Pick every line from the data that holds the word "state".

Collected data:
§ §
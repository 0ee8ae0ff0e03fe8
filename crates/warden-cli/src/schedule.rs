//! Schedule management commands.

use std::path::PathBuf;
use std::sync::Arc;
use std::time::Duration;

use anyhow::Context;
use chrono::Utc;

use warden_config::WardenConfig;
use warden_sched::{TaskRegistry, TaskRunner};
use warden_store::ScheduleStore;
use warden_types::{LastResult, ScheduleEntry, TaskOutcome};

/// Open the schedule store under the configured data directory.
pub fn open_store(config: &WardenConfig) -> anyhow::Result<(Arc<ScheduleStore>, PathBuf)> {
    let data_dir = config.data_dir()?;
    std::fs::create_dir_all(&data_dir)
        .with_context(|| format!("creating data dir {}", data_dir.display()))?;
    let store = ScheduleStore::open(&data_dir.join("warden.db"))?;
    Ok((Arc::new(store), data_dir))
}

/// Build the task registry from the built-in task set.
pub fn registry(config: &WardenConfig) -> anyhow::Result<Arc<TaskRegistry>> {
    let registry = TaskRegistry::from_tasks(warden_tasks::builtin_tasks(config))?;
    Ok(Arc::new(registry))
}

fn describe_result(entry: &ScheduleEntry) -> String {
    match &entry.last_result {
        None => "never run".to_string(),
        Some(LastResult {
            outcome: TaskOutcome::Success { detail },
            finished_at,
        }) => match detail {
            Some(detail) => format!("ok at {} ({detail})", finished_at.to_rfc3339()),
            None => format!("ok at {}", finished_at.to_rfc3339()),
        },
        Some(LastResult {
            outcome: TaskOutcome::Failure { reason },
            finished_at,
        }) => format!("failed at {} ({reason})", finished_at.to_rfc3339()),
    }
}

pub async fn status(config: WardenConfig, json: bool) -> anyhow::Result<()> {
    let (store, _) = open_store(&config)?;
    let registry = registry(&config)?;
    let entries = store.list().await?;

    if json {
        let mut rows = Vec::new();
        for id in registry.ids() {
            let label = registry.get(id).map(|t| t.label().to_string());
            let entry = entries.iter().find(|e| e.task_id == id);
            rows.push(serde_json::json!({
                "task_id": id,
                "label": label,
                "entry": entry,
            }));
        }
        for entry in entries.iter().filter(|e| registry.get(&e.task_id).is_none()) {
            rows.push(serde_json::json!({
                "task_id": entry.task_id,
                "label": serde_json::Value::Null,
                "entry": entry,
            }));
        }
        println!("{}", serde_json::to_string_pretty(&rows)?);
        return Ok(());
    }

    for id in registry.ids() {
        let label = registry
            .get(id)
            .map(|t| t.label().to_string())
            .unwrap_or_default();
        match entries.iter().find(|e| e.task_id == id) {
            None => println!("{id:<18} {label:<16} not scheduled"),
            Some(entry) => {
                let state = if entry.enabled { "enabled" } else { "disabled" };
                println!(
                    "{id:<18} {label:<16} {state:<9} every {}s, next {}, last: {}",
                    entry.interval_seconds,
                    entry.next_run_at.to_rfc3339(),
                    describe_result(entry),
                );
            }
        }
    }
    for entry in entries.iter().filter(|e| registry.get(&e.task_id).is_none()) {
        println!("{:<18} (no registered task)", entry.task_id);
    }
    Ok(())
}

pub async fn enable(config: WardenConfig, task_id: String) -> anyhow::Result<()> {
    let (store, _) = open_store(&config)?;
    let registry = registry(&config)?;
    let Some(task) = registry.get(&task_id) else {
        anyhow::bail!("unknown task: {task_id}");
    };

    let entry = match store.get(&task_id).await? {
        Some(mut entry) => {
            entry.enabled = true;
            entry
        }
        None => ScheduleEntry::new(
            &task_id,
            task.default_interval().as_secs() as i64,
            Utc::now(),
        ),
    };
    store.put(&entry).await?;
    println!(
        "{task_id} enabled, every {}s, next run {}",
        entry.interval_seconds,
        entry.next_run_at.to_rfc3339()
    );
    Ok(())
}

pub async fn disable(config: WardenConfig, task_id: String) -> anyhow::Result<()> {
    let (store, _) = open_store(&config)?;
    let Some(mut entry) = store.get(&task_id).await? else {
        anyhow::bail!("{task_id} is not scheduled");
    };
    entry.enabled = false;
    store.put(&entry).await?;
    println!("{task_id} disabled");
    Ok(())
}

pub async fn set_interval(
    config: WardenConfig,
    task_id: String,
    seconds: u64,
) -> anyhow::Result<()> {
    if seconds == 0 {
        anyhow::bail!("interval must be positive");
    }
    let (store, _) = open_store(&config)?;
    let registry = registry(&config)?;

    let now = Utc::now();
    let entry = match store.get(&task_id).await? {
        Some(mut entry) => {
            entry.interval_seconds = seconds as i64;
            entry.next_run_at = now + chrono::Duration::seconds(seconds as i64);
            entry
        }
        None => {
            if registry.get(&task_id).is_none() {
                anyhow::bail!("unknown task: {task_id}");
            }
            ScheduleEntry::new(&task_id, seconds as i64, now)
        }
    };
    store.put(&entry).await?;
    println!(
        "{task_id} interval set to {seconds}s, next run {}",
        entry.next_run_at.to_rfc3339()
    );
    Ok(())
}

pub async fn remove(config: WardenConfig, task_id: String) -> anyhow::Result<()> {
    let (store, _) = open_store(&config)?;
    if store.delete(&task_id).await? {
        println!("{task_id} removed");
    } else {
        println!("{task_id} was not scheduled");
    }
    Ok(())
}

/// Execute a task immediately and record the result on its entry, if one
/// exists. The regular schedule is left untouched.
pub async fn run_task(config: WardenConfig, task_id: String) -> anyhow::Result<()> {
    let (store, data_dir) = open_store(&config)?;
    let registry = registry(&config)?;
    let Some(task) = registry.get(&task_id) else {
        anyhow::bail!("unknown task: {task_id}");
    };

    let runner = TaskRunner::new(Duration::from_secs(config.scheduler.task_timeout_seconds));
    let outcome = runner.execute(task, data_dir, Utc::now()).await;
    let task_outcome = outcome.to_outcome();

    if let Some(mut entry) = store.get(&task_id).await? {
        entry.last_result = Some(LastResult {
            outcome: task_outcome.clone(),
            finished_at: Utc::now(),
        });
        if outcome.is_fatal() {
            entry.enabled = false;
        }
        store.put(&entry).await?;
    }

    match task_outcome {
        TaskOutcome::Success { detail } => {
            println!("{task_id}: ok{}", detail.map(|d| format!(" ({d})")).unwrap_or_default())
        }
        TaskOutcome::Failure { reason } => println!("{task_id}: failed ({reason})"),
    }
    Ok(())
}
§ §
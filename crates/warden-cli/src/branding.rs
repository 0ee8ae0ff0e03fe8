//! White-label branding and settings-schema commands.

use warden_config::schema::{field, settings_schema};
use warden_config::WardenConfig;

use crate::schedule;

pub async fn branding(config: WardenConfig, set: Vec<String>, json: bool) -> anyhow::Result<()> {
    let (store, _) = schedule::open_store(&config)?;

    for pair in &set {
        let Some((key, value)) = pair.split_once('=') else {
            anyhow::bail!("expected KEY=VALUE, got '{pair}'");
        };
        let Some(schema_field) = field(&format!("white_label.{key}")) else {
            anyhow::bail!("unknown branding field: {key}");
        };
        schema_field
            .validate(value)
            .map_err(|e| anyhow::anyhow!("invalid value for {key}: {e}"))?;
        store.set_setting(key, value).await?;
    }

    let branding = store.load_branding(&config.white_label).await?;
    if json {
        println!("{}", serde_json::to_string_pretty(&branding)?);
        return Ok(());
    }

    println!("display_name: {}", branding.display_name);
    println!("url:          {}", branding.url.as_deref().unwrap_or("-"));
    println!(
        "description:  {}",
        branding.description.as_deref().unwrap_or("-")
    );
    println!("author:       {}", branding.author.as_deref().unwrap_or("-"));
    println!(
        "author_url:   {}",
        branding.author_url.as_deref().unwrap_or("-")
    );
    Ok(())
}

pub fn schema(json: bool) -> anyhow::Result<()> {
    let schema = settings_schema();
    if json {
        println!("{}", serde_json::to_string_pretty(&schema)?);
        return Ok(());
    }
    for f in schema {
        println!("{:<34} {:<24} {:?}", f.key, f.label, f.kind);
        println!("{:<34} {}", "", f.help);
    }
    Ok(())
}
§ §
Your solution →
                let state = if entry.enabled { "enabled" } else { "disabled" };
                    "{id:<18} {label:<16} {state:<9} every {}s, next {}, last: {}",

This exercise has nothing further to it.